Monday, November 19, 2007

White on Black

Yesterday Irie and I pulled out of the driveway and much to our surprise saw police officers walking up and down our street, some of them taking pictures. They were gathering evidence. Under the cover of darkness someone had taken a can of spray paint and used it to graffiti several hateful words and pictures on various parts of our block. The city of Winooski just repaved our street last month so the symbolism of the bold white paint burned into the black asphault of Hickok St. was unmistakable. The N-Word. Then two doors down from that more hatred. "Kill all Bosnians". At first I just shook my head in sadness. Then, after fifteen or twenty seconds my belly literally started to turn hot. It was as if all the evil and hate of those words had entered my body, settled down into the pit of my stomach and then brewed. I began to fume. I drove around the block three times, looking for someone with a guilty grin. I wanted to beat the hell out of someone.

And then after a little while I remembered that you can't beat the hell out of anyone. You have to love the hell out of them.
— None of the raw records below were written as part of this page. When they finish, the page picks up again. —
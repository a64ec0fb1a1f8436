use chrono::{Datelike, Days, NaiveDate};
use serde::{Deserialize, Serialize};

use super::{ReportView, TaskCount};
use crate::storage::PomodoroEntry;

/// One day of a weekly report.
#[derive(Debug, Clone, PartialEq, Eq, Serialize, Deserialize)]
pub struct DayBucket {
    pub date: NaiveDate,
    pub count: usize,
    pub pomodoros: Vec<PomodoroEntry>,
    pub tasks: Vec<TaskCount>,
}

#[derive(Debug, Clone, PartialEq, Eq, Serialize, Deserialize)]
pub struct WeeklyReport {
    /// Monday of the week.
    pub week_start: NaiveDate,
    /// Sunday of the week.
    pub week_end: NaiveDate,
    pub total: usize,
    /// Always seven buckets, Monday first.
    pub days: Vec<DayBucket>,
}

/// Monday of the week containing `date`.
pub(crate) fn week_start(date: NaiveDate) -> NaiveDate {
    let offset = u64::from(date.weekday().num_days_from_monday());
    date.checked_sub_days(Days::new(offset)).unwrap_or(date)
}

impl ReportView<'_> {
    pub fn weekly(&self, date: NaiveDate) -> WeeklyReport {
        let start = week_start(date);
        let days: Vec<DayBucket> = start
            .iter_days()
            .take(7)
            .map(|day| {
                let pomodoros = self.entries_on(day);
                DayBucket {
                    date: day,
                    count: pomodoros.len(),
                    tasks: self.count_by_task(&pomodoros),
                    pomodoros,
                }
            })
            .collect();

        WeeklyReport {
            week_start: start,
            week_end: days.last().map_or(start, |d| d.date),
            total: days.iter().map(|d| d.count).sum(),
            days,
        }
    }
}

#[cfg(test)]
mod tests {
    use super::*;
    use crate::storage::{Document, PomodoroEntry, Report, Store, TaskDraft};
    use chrono::{Utc, Weekday};
    use uuid::Uuid;

    fn ymd(y: i32, m: u32, d: u32) -> NaiveDate {
        NaiveDate::from_ymd_opt(y, m, d).unwrap()
    }

    #[test]
    fn empty_week_has_seven_empty_buckets() {
        let store = Store::in_memory();
        let report = ReportView::new(store.document()).weekly(ymd(2024, 3, 7));
        assert_eq!(report.days.len(), 7);
        assert!(report.days.iter().all(|d| d.count == 0 && d.pomodoros.is_empty()));
        assert_eq!(report.total, 0);
    }

    #[test]
    fn week_starts_on_monday() {
        // 2024-03-10 is a Sunday.
        let report = ReportView::new(&Document::default()).weekly(ymd(2024, 3, 10));
        assert_eq!(report.week_start, ymd(2024, 3, 4));
        assert_eq!(report.week_start.weekday(), Weekday::Mon);
        assert_eq!(report.week_end, ymd(2024, 3, 10));

        let monday = ReportView::new(&Document::default()).weekly(ymd(2024, 3, 4));
        assert_eq!(monday.week_start, ymd(2024, 3, 4));
    }

    #[test]
    fn buckets_count_per_day_and_task() {
        let mut store = Store::in_memory();
        let a = store.add_task(TaskDraft::new("A")).unwrap();
        let ghost = Uuid::new_v4();
        let at = Utc::now();
        let mut doc = store.document().clone();
        doc.reports = vec![
            Report {
                date: ymd(2024, 3, 5),
                pomodoros: vec![
                    PomodoroEntry { task_id: a, timestamp: at },
                    PomodoroEntry { task_id: ghost, timestamp: at },
                    PomodoroEntry { task_id: a, timestamp: at },
                ],
            },
            // Outside the week.
            Report {
                date: ymd(2024, 3, 11),
                pomodoros: vec![PomodoroEntry { task_id: a, timestamp: at }],
            },
        ];
        store = Store::from_document(doc);

        let report = ReportView::new(store.document()).weekly(ymd(2024, 3, 6));
        assert_eq!(report.total, 3);
        let tuesday = &report.days[1];
        assert_eq!(tuesday.date, ymd(2024, 3, 5));
        assert_eq!(tuesday.count, 3);
        assert_eq!(tuesday.tasks.len(), 2);
        assert_eq!(tuesday.tasks[0].task.title, "A");
        assert_eq!(tuesday.tasks[0].count, 2);
        assert_eq!(tuesday.tasks[1].task.title, "Deleted Task");
        assert_eq!(report.days[6].count, 0);
    }

    #[test]
    fn week_can_span_months() {
        let report = ReportView::new(&Document::default()).weekly(ymd(2024, 3, 1));
        assert_eq!(report.week_start, ymd(2024, 2, 26));
        assert_eq!(report.week_end, ymd(2024, 3, 3));
    }
}
mod config;
mod document;
pub mod migrations;
mod store;

pub use config::{Config, NotificationsConfig, PersistenceConfig};
pub use document::{
    Document, PomodoroEntry, Repeat, Report, Settings, SettingsPatch, Subtask, Task, TaskDraft,
    TaskPatch, CURRENT_VERSION,
};
pub use store::{local_day, PersistPolicy, Store};

use std::path::PathBuf;

use crate::error::ConfigError;

/// Returns the data directory, creating it if needed.
///
/// `POMODESK_DATA_DIR` wins outright. Otherwise `~/.config/pomodesk[-dev]/`,
/// with the `-dev` suffix when `POMODESK_ENV=dev`.
///
/// # Errors
/// Returns an error if creating the directory fails.
pub fn data_dir() -> Result<PathBuf, ConfigError> {
    let dir = match std::env::var_os("POMODESK_DATA_DIR") {
        Some(dir) => PathBuf::from(dir),
        None => {
            let base_dir = dirs::home_dir()
                .unwrap_or_else(|| PathBuf::from("."))
                .join(".config");

            let env = std::env::var("POMODESK_ENV").unwrap_or_else(|_| "production".to_string());

            if env == "dev" {
                base_dir.join("pomodesk-dev")
            } else {
                base_dir.join("pomodesk")
            }
        }
    };

    std::fs::create_dir_all(&dir).map_err(|e| ConfigError::DataDir(format!("{}: {e}", dir.display())))?;
    Ok(dir)
}
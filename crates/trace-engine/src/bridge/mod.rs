pub mod protocol;

pub use protocol::{EventBuffer, EventRecord};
Which is the hardest thing to do in the world.

This coming Sunday the lectionary reading is from the twenty-third chapter of Saint Luke. I don't know if a word from God has ever spoke more timely or meaningfully or directly to me. "Father forgive them, for they know not what they do."

That is my prayer. I ask all those who read this to pray it with me. Pray it for me.

The thing that sickens and saddens me the most is that as I am reading this trash the first thing I think of is my Gabs all settled in innocently in the backseat without the feintest idea of the kind of world that she has been born into. The kind of world we chose to bring her into. I am so sorry for that and wish that I could protect her. But I can't. I can only do what I did tonight. I took her into my arms and bless her eyes for the things she will see.